SHAREing Performance Monitoring of Accelerated Compute Workshop

Europe/London
Computational Foundry 101 (HYBRID—Zoom, or: Swansea University, Bay Campus)

Computational Foundry 101

HYBRID—Zoom, or: Swansea University, Bay Campus

Computational Foundry Bay Campus Fabian Way Swansea SA1 8EN
Description

The SHAREing Accelerated Compute Hub aims to share knowledge and skills relating to running, programming, and utilising shared accelerated compute platforms.

A key gap that we have identified in the knowledge space for system administration is understanding how to monitor utilisation, efficiency, and performance of software on accelerated compute. While there is a plethora of tools that can be run as part of a user job to profile its efficiency, and many tools that can be run to assess the energy consumption of a cluster as a whole and long-term utilisation of individual accelerators, there is not a clear set of best practices on how to holistically connect systems-level data with user jobs, such that users can monitor and be alerted to their resource utilisation without needing to explicitly profile each job.

This workshop brings together experts from hardware and software vendors and HPC centres to share experiences and best practices on how to connect hardware data to user workloads.

Confirmed speakers include:

  • Jordà Polo, AMD
  • Jan Eitzinger and Christoph Kluge, NHR@FAU (Cluster Cockpit)
  • Lee Davis, NVIDIA
  • Mahendra Paipuri, CNRS (CEEMS)
  • Rudy Shand, Linaro

 

We welcome both in-person and remote participation in this event. The Zoom link to participate remotely will be sent to registered participants in advance of the event.

Registration
    • 10:00 10:30
      Arrivals 30m
    • 10:30 11:00
      Workshop: Welcome and introduction
      • 10:30
        Welcome and introduction 20m
        Speaker: Ed Bennett (Swansea University)
    • 11:00 12:15
      Workshop: Current practice: presentations from HPC centres and discussion
    • 12:15 13:15
      Lunch 1h
    • 13:15 14:30
      Workshop: What tools are available? Presentations from tooling authors and vendors
      • 13:15
        ClusterCockpit - a job-specific performance and energy monitoring and optimization framework for HPC clusters 25m
        Speaker: Jan Eitzinger (NHR@FAU)
      • 13:40
        CEEMS: A Resource Manager Agnostic Energy, Emissions & Performance Monitoring Stack 25m

        With the rapid acceleration of ML/AI research in the last couple of years, the already energy-hungry HPC platforms have become even more demanding. A major part of this energy consumption is due to users’ workloads and it is only by the participation of end users that it is possible to reduce the overall energy consumption of the platforms. However, most of the HPC platforms do not provide any sort of metrics related to energy consumption, nor the performance metrics out of the box, which in turn do not encourage end users to optimize their workloads.
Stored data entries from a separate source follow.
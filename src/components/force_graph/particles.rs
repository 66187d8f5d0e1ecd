//! Directional flow particles travelling along links.

/// Particles per link.
pub const PARTICLES_PER_LINK: usize = 2;

/// Link-relative speed per unit of link value, per frame.
const SPEED_PER_VALUE: f64 = 0.001;

/// Flow phase of one link's particles.
#[derive(Clone, Debug)]
struct LinkFlow {
	phase: f64,
	speed: f64,
}

/// Tracks particle progress for every link, in link order.
pub struct LinkParticles {
	flows: Vec<LinkFlow>,
}

impl LinkParticles {
	pub fn new(values: impl IntoIterator<Item = f64>) -> Self {
		Self {
			flows: values
				.into_iter()
				.map(|value| LinkFlow {
					phase: 0.0,
					speed: value * SPEED_PER_VALUE,
				})
				.collect(),
		}
	}

	/// Advance all flows by one frame.
	pub fn update(&mut self) {
		for flow in &mut self.flows {
			flow.phase = (flow.phase + flow.speed).rem_euclid(1.0);
		}
	}

	/// Positions (0 = source, 1 = target) of the particles on link `index`,
	/// spaced evenly along the link.
	pub fn positions(&self, index: usize) -> impl Iterator<Item = f64> + '_ {
		let phase = self.flows.get(index).map(|f| f.phase);
		(0..PARTICLES_PER_LINK).filter_map(move |i| {
			phase.map(|p| (p + i as f64 / PARTICLES_PER_LINK as f64).rem_euclid(1.0))
		})
	}
}

#[cfg(test)]
mod tests {
	use super::*;

	#[test]
	fn faster_links_move_further() {
		let mut particles = LinkParticles::new([10.0, 20.0]);
		for _ in 0..10 {
			particles.update();
		}
		let slow: Vec<_> = particles.positions(0).collect();
		let fast: Vec<_> = particles.positions(1).collect();
		assert!((slow[0] - 0.1).abs() < 1e-9);
		assert!((fast[0] - 0.2).abs() < 1e-9);
		assert!((slow[1] - 0.6).abs() < 1e-9);
	}

	#[test]
	fn phases_wrap_around() {
		let mut particles = LinkParticles::new([600.0]);
		particles.update();
		particles.update();
		let positions: Vec<_> = particles.positions(0).collect();
		assert_eq!(positions.len(), PARTICLES_PER_LINK);
		assert!(positions.iter().all(|p| (0.0..1.0).contains(p)));
	}

	#[test]
	fn unknown_link_has_no_particles() {
		let particles = LinkParticles::new([]);
		assert_eq!(particles.positions(3).count(), 0);
	}
}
        The Compute Energy & Emissions Monitoring Stack (CEEMS) has been designed to address this issue. CEEMS can report energy consumption and equivalent emissions of user workloads in real time for SLURM (HPC), Openstack (Cloud) and Kubernetes platforms alike. It leverages the Linux perf subsystem and eBPF to monitor the performance metrics of the applications, which can help the end users to identify the bottlenecks in their workflows rapidly and consequently optimize them to reduce the energy and carbon footprint. CEEMS supports eBPF-based continuous profiling and it is the first monitoring stack to support continuous profiling on HPC platforms. Another advantage of CEEMS is that it can systematically monitor all the jobs on the platform without the end users having to modify their workflows or codes.

        Besides CPU energy usage, it supports reporting energy usage and performance metrics of workloads on NVIDIA and AMD GPU accelerators. CEEMS has been built around the prominent open-source tools in the observability ecosystem, like Prometheus and Grafana. CEEMS has been designed to be extensible and it allows the HPC center operators to easily define the energy estimation rules of user workloads based on the underlying hardware. CEEMS monitors I/O and network metrics in a file system agnostic manner, allowing it to work on any parallel file system used by HPC platforms.
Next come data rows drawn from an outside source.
//! Graph simulation state and interaction tracking.
//!
//! Wraps the `force_graph` physics simulation with per-node metadata, a
//! link-distance constraint, view transforms for pan/zoom and hover state.
//! Every dataset node is simulated; visibility only affects drawing and hit
//! testing.

use std::collections::HashMap;
use std::f64::consts::PI;

use force_graph::{DefaultNodeIdx, EdgeData, ForceGraph, NodeData, SimulationParameters};
use log::warn;

use super::scale::ScaleConfig;
use super::types::{GraphDataset, NodeId};
use super::view::GraphView;
use super::visibility::VisibleSet;

/// How strongly a link pulls its endpoints towards its target distance per
/// frame (0 = not at all, 1 = fully).
const LINK_STRENGTH: f32 = 0.1;

/// Per-node metadata attached to each node in the simulation.
#[derive(Clone, Debug, Default)]
pub struct NodeInfo {
	/// Index into `GraphDataset::nodes`.
	pub index: usize,
	pub id: NodeId,
}

/// A simulated link with its resolved endpoints.
#[derive(Clone, Debug)]
pub struct SimLink {
	/// Index into `GraphDataset::links`.
	pub index: usize,
	pub source: DefaultNodeIdx,
	pub target: DefaultNodeIdx,
	pub distance: f32,
}

/// Pan and zoom transform applied to the entire graph view.
#[derive(Clone, Debug, Default)]
pub struct ViewTransform {
	pub x: f64,
	pub y: f64,
	/// Zoom factor (1.0 = 100%).
	pub k: f64,
}

/// Tracks an in-progress node drag operation.
#[derive(Clone, Debug, Default)]
pub struct DragState {
	pub active: bool,
	pub node_idx: Option<DefaultNodeIdx>,
	pub start_x: f64,
	pub start_y: f64,
	pub node_start_x: f32,
	pub node_start_y: f32,
}

/// Tracks an in-progress canvas pan operation.
#[derive(Clone, Debug, Default)]
pub struct PanState {
	pub active: bool,
	pub start_x: f64,
	pub start_y: f64,
	pub transform_start_x: f64,
	pub transform_start_y: f64,
}

/// Core graph state combining physics simulation with interaction tracking.
///
/// Created once when the component mounts, then mutated each frame by the
/// animation loop.
pub struct ForceGraphState {
	pub graph: ForceGraph<NodeInfo, ()>,
	pub links: Vec<SimLink>,
	pub transform: ViewTransform,
	pub drag: DragState,
	pub pan: PanState,
	pub hovered: Option<NodeId>,
	pub width: f64,
	pub height: f64,
	pub animation_running: bool,
}

impl ForceGraphState {
	/// Builds the simulation. Layout parameters (link distance, velocity
	/// decay) are read from `view` once, here.
	pub fn new(data: &GraphDataset, view: &GraphView, width: f64, height: f64) -> Self {
		let mut graph = ForceGraph::new(SimulationParameters {
			force_charge: 150.0,
			force_spring: 0.01,
			force_max: 100.0,
			node_speed: 3000.0,
			damping_factor: (1.0 - view.velocity_decay()) as f32,
		});
		let mut id_to_idx = HashMap::new();

		for (i, node) in data.nodes.iter().enumerate() {
			let angle = (i as f64) * 2.0 * PI / data.nodes.len() as f64;
			let idx = graph.add_node(NodeData {
				x: (100.0 * angle.cos()) as f32,
				y: (100.0 * angle.sin()) as f32,
				mass: 10.0,
				is_anchor: false,
				user_data: NodeInfo { index: i, id: node.id },
			});
			id_to_idx.insert(node.id, idx);
		}

		let mut links = Vec::new();
		for (i, link) in data.links.iter().enumerate() {
			let (source, target) = (link.source.id(), link.target.id());
			match (id_to_idx.get(&source), id_to_idx.get(&target)) {
				(Some(&src), Some(&tgt)) => {
					graph.add_edge(src, tgt, EdgeData::default());
					links.push(SimLink {
						index: i,
						source: src,
						target: tgt,
						distance: view.link_distance(link) as f32,
					});
				}
				_ => warn!("address-graph: link {source} -> {target} references a missing node"),
			}
		}

		Self {
			graph,
			links,
			transform: ViewTransform {
				x: width / 2.0,
				y: height / 2.0,
				k: 1.0,
			},
			drag: DragState::default(),
			pan: PanState::default(),
			hovered: None,
			width,
			height,
			animation_running: true,
		}
	}

	pub fn positions(&self) -> HashMap<DefaultNodeIdx, (f32, f32)> {
		let mut positions = HashMap::new();
		self.graph.visit_nodes(|node| {
			positions.insert(node.index(), (node.x(), node.y()));
		});
		positions
	}

	pub fn screen_to_graph(&self, sx: f64, sy: f64) -> (f64, f64) {
		(
			(sx - self.transform.x) / self.transform.k,
			(sy - self.transform.y) / self.transform.k,
		)
	}

	/// Topmost visible node under the screen position.
	pub fn node_at_position(
		&self,
		sx: f64,
		sy: f64,
		config: &ScaleConfig,
		visible: &VisibleSet,
	) -> Option<(DefaultNodeIdx, NodeId)> {
		let (gx, gy) = self.screen_to_graph(sx, sy);
		let mut found = None;
		self.graph.visit_nodes(|node| {
			let id = node.data.user_data.id;
			if !visible.contains(id) {
				return;
			}
			let (dx, dy) = (node.x() as f64 - gx, node.y() as f64 - gy);
			if (dx * dx + dy * dy).sqrt() < config.hit_radius {
				found = Some((node.index(), id));
			}
		});
		found
	}

	/// Pulls linked nodes towards their target distance. Anchored (dragged)
	/// nodes stay put.
	pub fn apply_link_distance(&mut self) {
		let positions = self.positions();
		let mut shifts: HashMap<DefaultNodeIdx, (f32, f32)> = HashMap::new();
		for link in &self.links {
			let (Some(&(x1, y1)), Some(&(x2, y2))) =
				(positions.get(&link.source), positions.get(&link.target))
			else {
				continue;
			};
			let (dx, dy) = (x2 - x1, y2 - y1);
			let dist = (dx * dx + dy * dy).sqrt();
			if !dist.is_finite() || dist < 0.001 {
				continue;
			}
			let f = (dist - link.distance) / dist * LINK_STRENGTH * 0.5;
			let s = shifts.entry(link.source).or_default();
			s.0 += dx * f;
			s.1 += dy * f;
			let t = shifts.entry(link.target).or_default();
			t.0 -= dx * f;
			t.1 -= dy * f;
		}
		self.graph.visit_nodes_mut(|node| {
			if node.data.is_anchor {
				return;
			}
			if let Some(&(sx, sy)) = shifts.get(&node.index()) {
				node.data.x += sx;
				node.data.y += sy;
			}
		});
	}

	pub fn tick(&mut self, dt: f32) {
		self.graph.update(dt);
		self.apply_link_distance();
	}

	pub fn resize(&mut self, width: f64, height: f64) {
		self.width = width;
		self.height = height;
	}
}

#[cfg(test)]
mod tests {
	use super::super::renderer::CanvasStyle;
	use super::super::theme::GroupPalette;
	use super::super::types::{Link, Node};
	use super::super::view::RenderMode;
	use super::*;

	fn pair(distance: Option<f64>) -> GraphDataset {
		let node = |id| Node {
			id,
			name: format!("0x{id}"),
			group: 1,
			share: String::new(),
			visible: None,
		};
		let mut link = Link::new(1, 2, 10.0);
		link.custom_length = distance;
		GraphDataset {
			nodes: vec![node(1), node(2)],
			links: vec![link, Link::new(1, 9, 1.0)],
		}
	}

	fn view() -> GraphView {
		GraphView::new(RenderMode::Canvas(CanvasStyle::FlatGradient), GroupPalette::default())
	}

	fn separation(state: &ForceGraphState) -> f32 {
		let p = state.positions();
		let (a, b) = (p[&state.links[0].source], p[&state.links[0].target]);
		((a.0 - b.0).powi(2) + (a.1 - b.1).powi(2)).sqrt()
	}

	#[test]
	fn dangling_links_are_not_simulated() {
		let state = ForceGraphState::new(&pair(None), &view(), 800.0, 600.0);
		assert_eq!(state.links.len(), 1);
		assert_eq!(state.links[0].distance, 50.0);
	}

	#[test]
	fn custom_length_sets_target_distance() {
		let state = ForceGraphState::new(&pair(Some(80.0)), &view(), 800.0, 600.0);
		assert_eq!(state.links[0].distance, 80.0);
	}

	#[test]
	fn link_constraint_moves_towards_target() {
		let mut state = ForceGraphState::new(&pair(None), &view(), 800.0, 600.0);
		// Two nodes start 200 apart on the initial circle.
		let before = separation(&state);
		assert!(before > 150.0);
		for _ in 0..200 {
			state.apply_link_distance();
		}
		let after = separation(&state);
		assert!(after < before);
		assert!((after - 50.0).abs() < 1.0);
	}

	#[test]
	fn hidden_nodes_are_not_hit() {
		let state = ForceGraphState::new(&pair(None), &view(), 800.0, 600.0);
		let config = ScaleConfig::default();
		// Node 1 sits at (100, 0) in graph space.
		let (sx, sy) = (state.transform.x + 100.0, state.transform.y);
		let all: VisibleSet = [1, 2].into_iter().collect();
		assert_eq!(state.node_at_position(sx, sy, &config, &all).map(|h| h.1), Some(1));
		let none: VisibleSet = [2].into_iter().collect();
		assert_eq!(state.node_at_position(sx, sy, &config, &none), None);
	}
}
        Speaker: Mahendra Paipuri (CNRS)
      • 14:05
        GPU Performance Monitoring with Linaro Forge: An Application-Centric Approach and Future System-Wide Capabilities 25m

        This talk will explore the Linaro Forge toolsuite's capabilities for performance monitoring in accelerated compute environments, focusing on GPU utilization. We will present a light-weight profiler that allows application developers to gather essential, high-fidelity metrics offline using Linaro Performance Reports and enables deeper insight into performance issues using Linaro map. These tools provide minimal impact on application runtime and the design makes these tool easily integrable into scheduling scripts.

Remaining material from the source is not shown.